Task details - Copy each line from the records below in which the word "delay" is found.

Dataset -
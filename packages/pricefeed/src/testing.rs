//! Testing utilities including mock implementations.
//!
//! These are useful for testing applications that embed the engine
//! without making real marketplace or token-endpoint calls.

use async_trait::async_trait;
use std::collections::HashMap;
use std::sync::atomic::{AtomicUsize, Ordering};
use std::sync::{Arc, RwLock};
use std::time::Duration;

use crate::auth::TokenExchange;
use crate::error::{AuthError, AuthResult};
use crate::security::ClientCredentials;
use crate::sources::{PriceQuery, PriceSource};
use crate::types::listing::{RawListing, SourceResult};

/// A mock price source with canned listings per query name.
///
/// Tracks calls and concurrent in-flight fetches so tests can assert
/// on fan-out shape, not just results. Fixture state is shared across
/// clones, so tests keep one clone for assertions and hand another to
/// the pipeline.
#[derive(Clone, Default)]
pub struct MockSource {
    name: String,

    /// Canned listings keyed by query name
    listings: Arc<RwLock<HashMap<String, Vec<RawListing>>>>,

    /// Artificial per-fetch latency
    delay: Option<Duration>,

    /// Every query this source has seen
    calls: Arc<RwLock<Vec<String>>>,

    in_flight: Arc<AtomicUsize>,
    max_in_flight: Arc<AtomicUsize>,
}

impl MockSource {
    /// Create a mock source with the given marketplace label.
    pub fn new(name: impl Into<String>) -> Self {
        Self {
            name: name.into(),
            ..Default::default()
        }
    }

    /// Add canned listings for a query name.
    pub fn with_listings(self, query_name: impl Into<String>, listings: Vec<RawListing>) -> Self {
        self.listings
            .write()
            .unwrap()
            .insert(query_name.into(), listings);
        self
    }

    /// Add artificial latency to each fetch.
    pub fn with_delay(mut self, delay: Duration) -> Self {
        self.delay = Some(delay);
        self
    }

    /// All queries this source has seen.
    pub fn calls(&self) -> Vec<String> {
        self.calls.read().unwrap().clone()
    }

    /// Number of fetches made.
    pub fn call_count(&self) -> usize {
        self.calls.read().unwrap().len()
    }

    /// Highest number of fetches observed in flight simultaneously.
    pub fn max_in_flight(&self) -> usize {
        self.max_in_flight.load(Ordering::SeqCst)
    }
}

#[async_trait]
impl PriceSource for MockSource {
    async fn fetch(&self, query: &PriceQuery) -> Option<SourceResult> {
        self.calls.write().unwrap().push(query.search_terms());

        let now_in_flight = self.in_flight.fetch_add(1, Ordering::SeqCst) + 1;
        self.max_in_flight
            .fetch_max(now_in_flight, Ordering::SeqCst);

        if let Some(delay) = self.delay {
            tokio::time::sleep(delay).await;
        }

        let listings = self.listings.read().unwrap().get(&query.name).cloned();
        self.in_flight.fetch_sub(1, Ordering::SeqCst);

        SourceResult::from_listings(&self.name, listings?)
    }

    fn name(&self) -> &str {
        &self.name
    }
}

/// A mock token exchange with a scripted outcome.
#[derive(Default)]
pub struct MockTokenExchange {
    /// Token handed out on success
    token: Option<(String, i64)>,

    /// Rejection status when no token is scripted
    reject_status: u16,

    calls: Arc<AtomicUsize>,
}

impl MockTokenExchange {
    /// An exchange that always succeeds with the given token.
    pub fn granting(token: impl Into<String>, expires_in: i64) -> Self {
        Self {
            token: Some((token.into(), expires_in)),
            reject_status: 0,
            calls: Arc::new(AtomicUsize::new(0)),
        }
    }

    /// An exchange that always rejects with the given status.
    pub fn rejecting(status: u16) -> Self {
        Self {
            token: None,
            reject_status: status,
            calls: Arc::new(AtomicUsize::new(0)),
        }
    }

    /// Number of exchanges attempted.
    pub fn call_count(&self) -> usize {
        self.calls.load(Ordering::SeqCst)
    }

    /// Handle for asserting call counts after the exchange is moved
    /// into an authenticator.
    pub fn call_counter(&self) -> Arc<AtomicUsize> {
        self.calls.clone()
    }
}

#[async_trait]
impl TokenExchange for MockTokenExchange {
    async fn exchange(&self, _credentials: &ClientCredentials) -> AuthResult<(String, i64)> {
        self.calls.fetch_add(1, Ordering::SeqCst);
        match &self.token {
            Some((token, expires_in)) => Ok((token.clone(), *expires_in)),
            None => Err(AuthError::Rejected {
                status: self.reject_status,
            }),
        }
    }
}

/// Canned listings helper: `n` sales of `title` at `price` from
/// `source`.
pub fn listings_at(title: &str, price: f64, count: usize, source: &str) -> Vec<RawListing> {
    (0..count)
        .map(|_| RawListing::new(title, price, source))
        .collect()
}
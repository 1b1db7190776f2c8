//! Mercari source adapter.
//!
//! Mercari exposes no public search API, so this marketplace is
//! scrape-only: a single-strategy chain over the sold-listings search
//! page.

use async_trait::async_trait;

use crate::extract::markup::{MarkupListingExtractor, SelectorProfile};
use crate::sources::scrape::{ScrapeStrategy, ScrapeTarget};
use crate::sources::{PriceQuery, PriceSource, StrategyChain};
use crate::types::config::MarketplaceTuning;
use crate::types::listing::SourceResult;

const SOURCE_NAME: &str = "Mercari";

/// Mercari endpoint and tuning configuration.
#[derive(Debug, Clone)]
pub struct MercariConfig {
    /// Sold-listings search page
    pub search_url: String,

    /// Shared fetch tuning
    pub tuning: MarketplaceTuning,
}

impl Default for MercariConfig {
    fn default() -> Self {
        Self {
            search_url: "https://www.mercari.com/search/".to_string(),
            tuning: MarketplaceTuning::default(),
        }
    }
}

/// Selector profiles for the Mercari search grid, newest layout first.
pub fn mercari_sold_profiles() -> Vec<SelectorProfile> {
    vec![
        SelectorProfile::new(
            "mercari-item-cell",
            "div[data-testid=\"ItemCell\"]",
            "[data-testid=\"ItemName\"]",
            "[data-testid=\"ItemPrice\"]",
        )
        .with_link("a[data-testid=\"ItemLink\"]"),
        SelectorProfile::new(
            "mercari-items-box",
            "li.items-box",
            ".items-box-name",
            ".items-box-price",
        )
        .with_link("a"),
    ]
}

/// The Mercari source: scrape only.
pub struct MercariSource {
    chain: StrategyChain,
}

impl MercariSource {
    /// Create the source with its standard (single-strategy) chain.
    pub fn new(config: MercariConfig) -> Self {
        let target = ScrapeTarget::new(config.search_url.as_str(), "keyword")
            .with_param("status", "sold_out");
        let scrape = ScrapeStrategy::new(
            SOURCE_NAME,
            target,
            MarkupListingExtractor::new(SOURCE_NAME, mercari_sold_profiles()),
            config.tuning,
        );

        Self {
            chain: StrategyChain::new(vec![Box::new(scrape)]),
        }
    }

    /// Create the source from an explicit strategy chain.
    pub fn from_chain(chain: StrategyChain) -> Self {
        Self { chain }
    }
}

#[async_trait]
impl PriceSource for MercariSource {
    async fn fetch(&self, query: &PriceQuery) -> Option<SourceResult> {
        self.chain.run(query).await
    }

    fn name(&self) -> &str {
        SOURCE_NAME
    }
}

#[cfg(test)]
mod tests {
    use super::*;

    #[test]
    fn test_default_chain_is_scrape_only() {
        let source = MercariSource::new(MercariConfig::default());
        assert_eq!(source.chain.len(), 1);
    }
}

Task output -
    delay: Option<Duration>,
    pub fn with_delay(mut self, delay: Duration) -> Self {
        self.delay = Some(delay);
        if let Some(delay) = self.delay {
            tokio::time::sleep(delay).await;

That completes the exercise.